What is expected – In the data below, find every line with the word "oder" and copy it.

[Recorded data Boundary: Start]

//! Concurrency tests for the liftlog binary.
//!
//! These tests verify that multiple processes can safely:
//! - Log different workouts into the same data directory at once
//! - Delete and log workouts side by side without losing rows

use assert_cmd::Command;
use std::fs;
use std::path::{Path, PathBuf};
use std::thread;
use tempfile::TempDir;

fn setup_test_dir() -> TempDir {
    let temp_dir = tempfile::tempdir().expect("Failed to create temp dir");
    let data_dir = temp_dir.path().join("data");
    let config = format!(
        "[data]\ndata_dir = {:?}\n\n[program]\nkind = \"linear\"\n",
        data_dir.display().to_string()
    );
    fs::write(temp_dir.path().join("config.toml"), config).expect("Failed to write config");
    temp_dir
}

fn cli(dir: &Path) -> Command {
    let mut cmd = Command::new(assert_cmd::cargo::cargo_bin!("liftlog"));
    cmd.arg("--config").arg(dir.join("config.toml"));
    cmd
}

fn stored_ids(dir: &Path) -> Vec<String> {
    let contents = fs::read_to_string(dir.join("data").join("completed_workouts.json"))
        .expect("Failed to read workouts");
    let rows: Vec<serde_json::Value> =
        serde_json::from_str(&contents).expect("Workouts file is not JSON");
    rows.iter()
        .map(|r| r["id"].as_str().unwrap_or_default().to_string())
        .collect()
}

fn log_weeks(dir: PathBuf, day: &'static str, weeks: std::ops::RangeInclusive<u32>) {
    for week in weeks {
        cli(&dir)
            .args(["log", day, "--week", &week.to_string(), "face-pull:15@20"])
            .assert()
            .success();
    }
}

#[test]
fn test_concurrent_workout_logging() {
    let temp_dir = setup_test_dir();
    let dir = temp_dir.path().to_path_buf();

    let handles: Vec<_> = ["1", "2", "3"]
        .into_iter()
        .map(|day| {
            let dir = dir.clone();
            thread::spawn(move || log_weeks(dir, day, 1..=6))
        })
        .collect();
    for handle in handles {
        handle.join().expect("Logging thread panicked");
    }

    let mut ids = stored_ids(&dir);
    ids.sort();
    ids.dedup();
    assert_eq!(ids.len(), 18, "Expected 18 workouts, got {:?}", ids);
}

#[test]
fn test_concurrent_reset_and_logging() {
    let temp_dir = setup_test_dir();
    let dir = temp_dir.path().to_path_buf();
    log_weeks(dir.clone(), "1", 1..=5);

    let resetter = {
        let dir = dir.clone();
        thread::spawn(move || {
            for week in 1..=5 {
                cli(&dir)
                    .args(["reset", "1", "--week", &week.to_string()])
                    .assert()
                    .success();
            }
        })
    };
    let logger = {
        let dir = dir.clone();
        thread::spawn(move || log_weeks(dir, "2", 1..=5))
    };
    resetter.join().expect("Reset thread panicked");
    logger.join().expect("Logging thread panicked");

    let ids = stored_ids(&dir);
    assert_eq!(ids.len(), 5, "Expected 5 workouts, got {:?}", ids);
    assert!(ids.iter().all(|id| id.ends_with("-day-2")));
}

[Recorded data Boundary: End]
[Recorded data Boundary: Start]

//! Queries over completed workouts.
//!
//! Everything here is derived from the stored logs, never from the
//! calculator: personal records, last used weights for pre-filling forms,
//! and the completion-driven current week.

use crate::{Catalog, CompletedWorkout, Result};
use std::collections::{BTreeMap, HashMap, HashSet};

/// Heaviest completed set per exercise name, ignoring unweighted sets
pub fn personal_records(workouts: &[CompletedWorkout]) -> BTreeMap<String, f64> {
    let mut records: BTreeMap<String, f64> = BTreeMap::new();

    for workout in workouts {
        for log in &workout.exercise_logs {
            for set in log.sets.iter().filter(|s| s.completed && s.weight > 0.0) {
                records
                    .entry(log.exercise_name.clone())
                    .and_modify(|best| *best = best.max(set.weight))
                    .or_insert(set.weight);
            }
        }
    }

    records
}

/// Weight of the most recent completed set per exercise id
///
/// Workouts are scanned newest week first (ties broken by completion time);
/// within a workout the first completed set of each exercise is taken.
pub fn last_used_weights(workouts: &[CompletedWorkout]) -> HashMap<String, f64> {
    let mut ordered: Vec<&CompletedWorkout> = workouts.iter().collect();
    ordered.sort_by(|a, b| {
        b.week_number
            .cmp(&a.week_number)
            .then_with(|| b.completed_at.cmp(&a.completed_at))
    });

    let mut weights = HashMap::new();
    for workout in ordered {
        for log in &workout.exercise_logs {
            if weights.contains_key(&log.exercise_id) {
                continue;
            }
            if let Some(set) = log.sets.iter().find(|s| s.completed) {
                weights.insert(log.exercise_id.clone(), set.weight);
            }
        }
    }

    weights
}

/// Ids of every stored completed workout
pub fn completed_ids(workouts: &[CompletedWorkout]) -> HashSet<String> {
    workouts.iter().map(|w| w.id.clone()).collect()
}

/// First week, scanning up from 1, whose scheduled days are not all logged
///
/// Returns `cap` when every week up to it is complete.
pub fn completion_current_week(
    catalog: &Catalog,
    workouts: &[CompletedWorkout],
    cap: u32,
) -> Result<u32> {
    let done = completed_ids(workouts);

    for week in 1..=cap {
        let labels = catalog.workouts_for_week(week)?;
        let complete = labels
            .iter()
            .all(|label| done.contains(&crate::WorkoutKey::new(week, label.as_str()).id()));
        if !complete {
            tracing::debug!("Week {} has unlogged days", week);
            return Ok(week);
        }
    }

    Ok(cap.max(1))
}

[Recorded data Boundary: End]
[Recorded data Boundary: Start]

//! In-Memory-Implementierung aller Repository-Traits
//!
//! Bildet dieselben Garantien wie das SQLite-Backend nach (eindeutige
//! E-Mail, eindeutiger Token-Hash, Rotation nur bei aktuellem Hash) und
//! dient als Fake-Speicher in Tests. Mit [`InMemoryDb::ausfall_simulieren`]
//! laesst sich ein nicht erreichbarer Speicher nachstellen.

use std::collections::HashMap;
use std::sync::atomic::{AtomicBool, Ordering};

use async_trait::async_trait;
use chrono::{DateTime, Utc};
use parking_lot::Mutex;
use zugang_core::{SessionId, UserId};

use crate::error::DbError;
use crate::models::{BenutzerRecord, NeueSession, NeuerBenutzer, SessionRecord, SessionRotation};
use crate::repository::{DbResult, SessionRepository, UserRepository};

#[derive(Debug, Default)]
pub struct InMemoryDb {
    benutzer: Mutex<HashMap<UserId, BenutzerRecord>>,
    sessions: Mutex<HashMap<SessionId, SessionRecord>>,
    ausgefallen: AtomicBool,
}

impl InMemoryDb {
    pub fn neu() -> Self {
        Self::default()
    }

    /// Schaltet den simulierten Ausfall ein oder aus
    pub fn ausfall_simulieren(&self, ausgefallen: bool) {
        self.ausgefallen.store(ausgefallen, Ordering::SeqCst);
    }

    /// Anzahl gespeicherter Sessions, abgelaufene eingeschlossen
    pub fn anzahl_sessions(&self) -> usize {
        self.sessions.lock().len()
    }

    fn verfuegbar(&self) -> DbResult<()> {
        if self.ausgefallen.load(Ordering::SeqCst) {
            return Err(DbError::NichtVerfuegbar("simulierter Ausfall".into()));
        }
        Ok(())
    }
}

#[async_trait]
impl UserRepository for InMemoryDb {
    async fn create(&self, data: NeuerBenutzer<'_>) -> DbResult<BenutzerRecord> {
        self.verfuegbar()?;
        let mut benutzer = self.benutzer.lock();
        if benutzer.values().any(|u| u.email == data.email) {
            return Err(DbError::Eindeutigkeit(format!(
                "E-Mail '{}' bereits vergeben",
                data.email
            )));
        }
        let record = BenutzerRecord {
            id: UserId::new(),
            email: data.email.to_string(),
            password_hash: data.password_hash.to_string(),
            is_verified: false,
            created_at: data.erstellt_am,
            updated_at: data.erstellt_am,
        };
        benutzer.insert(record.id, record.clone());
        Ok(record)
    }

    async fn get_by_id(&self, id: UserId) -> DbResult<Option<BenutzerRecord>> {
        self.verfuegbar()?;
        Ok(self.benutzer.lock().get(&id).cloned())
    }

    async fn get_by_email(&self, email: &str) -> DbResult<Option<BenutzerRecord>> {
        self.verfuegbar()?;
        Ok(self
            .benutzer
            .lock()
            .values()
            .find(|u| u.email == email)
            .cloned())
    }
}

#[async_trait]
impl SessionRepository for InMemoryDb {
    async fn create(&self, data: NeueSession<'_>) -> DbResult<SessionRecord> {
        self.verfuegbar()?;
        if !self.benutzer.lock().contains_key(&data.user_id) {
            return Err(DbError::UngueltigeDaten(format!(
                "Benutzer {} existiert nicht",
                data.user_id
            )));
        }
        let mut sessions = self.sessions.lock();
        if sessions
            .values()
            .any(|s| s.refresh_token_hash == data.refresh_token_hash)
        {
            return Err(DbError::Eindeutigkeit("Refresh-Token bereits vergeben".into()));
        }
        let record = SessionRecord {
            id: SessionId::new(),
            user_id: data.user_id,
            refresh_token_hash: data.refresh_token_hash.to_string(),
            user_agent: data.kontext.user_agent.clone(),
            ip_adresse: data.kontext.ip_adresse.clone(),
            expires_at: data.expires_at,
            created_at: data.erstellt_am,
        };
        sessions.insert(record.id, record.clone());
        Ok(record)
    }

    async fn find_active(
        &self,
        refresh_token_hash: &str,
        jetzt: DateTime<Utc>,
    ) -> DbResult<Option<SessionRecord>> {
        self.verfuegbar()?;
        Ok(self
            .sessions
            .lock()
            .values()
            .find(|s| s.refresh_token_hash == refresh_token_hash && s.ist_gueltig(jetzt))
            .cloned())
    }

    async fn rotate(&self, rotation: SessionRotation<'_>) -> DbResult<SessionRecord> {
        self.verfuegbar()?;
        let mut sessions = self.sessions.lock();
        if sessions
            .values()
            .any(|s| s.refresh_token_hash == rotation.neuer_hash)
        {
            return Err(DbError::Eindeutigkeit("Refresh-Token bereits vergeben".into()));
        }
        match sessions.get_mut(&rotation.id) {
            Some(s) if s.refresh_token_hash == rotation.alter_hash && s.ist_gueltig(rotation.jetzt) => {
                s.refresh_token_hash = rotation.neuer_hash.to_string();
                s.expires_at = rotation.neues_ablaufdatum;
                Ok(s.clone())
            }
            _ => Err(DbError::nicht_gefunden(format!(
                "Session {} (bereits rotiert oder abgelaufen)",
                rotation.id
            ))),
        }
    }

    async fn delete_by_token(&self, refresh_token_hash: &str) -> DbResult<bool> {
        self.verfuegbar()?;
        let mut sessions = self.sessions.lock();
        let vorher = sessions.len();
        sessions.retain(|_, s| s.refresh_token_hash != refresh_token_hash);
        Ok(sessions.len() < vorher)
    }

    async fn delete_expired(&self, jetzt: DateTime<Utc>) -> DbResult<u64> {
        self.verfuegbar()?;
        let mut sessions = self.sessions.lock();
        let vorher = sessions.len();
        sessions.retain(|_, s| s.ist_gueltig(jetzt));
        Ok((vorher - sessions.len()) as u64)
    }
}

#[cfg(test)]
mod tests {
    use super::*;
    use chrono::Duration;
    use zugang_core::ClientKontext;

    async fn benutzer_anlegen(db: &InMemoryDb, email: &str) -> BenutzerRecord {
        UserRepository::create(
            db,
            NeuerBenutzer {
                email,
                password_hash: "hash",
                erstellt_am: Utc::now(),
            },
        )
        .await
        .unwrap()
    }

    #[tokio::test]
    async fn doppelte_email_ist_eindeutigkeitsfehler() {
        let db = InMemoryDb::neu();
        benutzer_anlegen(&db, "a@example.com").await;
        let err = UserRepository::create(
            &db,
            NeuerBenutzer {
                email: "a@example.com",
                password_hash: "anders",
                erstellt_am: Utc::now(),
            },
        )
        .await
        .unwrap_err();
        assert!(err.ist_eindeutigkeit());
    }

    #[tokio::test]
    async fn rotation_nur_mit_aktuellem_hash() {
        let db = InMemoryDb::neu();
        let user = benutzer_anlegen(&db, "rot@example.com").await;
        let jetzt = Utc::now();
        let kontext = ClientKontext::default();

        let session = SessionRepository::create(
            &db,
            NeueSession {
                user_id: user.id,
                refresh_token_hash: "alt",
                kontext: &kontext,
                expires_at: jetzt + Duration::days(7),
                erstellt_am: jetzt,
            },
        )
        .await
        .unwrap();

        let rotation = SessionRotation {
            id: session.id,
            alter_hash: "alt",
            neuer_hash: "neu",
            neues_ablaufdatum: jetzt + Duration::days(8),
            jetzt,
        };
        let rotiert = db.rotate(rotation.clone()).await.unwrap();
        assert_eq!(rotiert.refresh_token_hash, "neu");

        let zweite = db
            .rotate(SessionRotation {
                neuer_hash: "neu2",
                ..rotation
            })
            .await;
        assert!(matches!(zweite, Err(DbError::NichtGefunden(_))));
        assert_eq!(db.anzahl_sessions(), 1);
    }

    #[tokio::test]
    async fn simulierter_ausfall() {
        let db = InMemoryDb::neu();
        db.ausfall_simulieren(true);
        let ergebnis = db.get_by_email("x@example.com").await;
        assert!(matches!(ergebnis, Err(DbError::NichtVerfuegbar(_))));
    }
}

[Recorded data Boundary: End]

Solution to this task –
    /// Schaltet den simulierten Ausfall ein oder aus
                "Session {} (bereits rotiert oder abgelaufen)",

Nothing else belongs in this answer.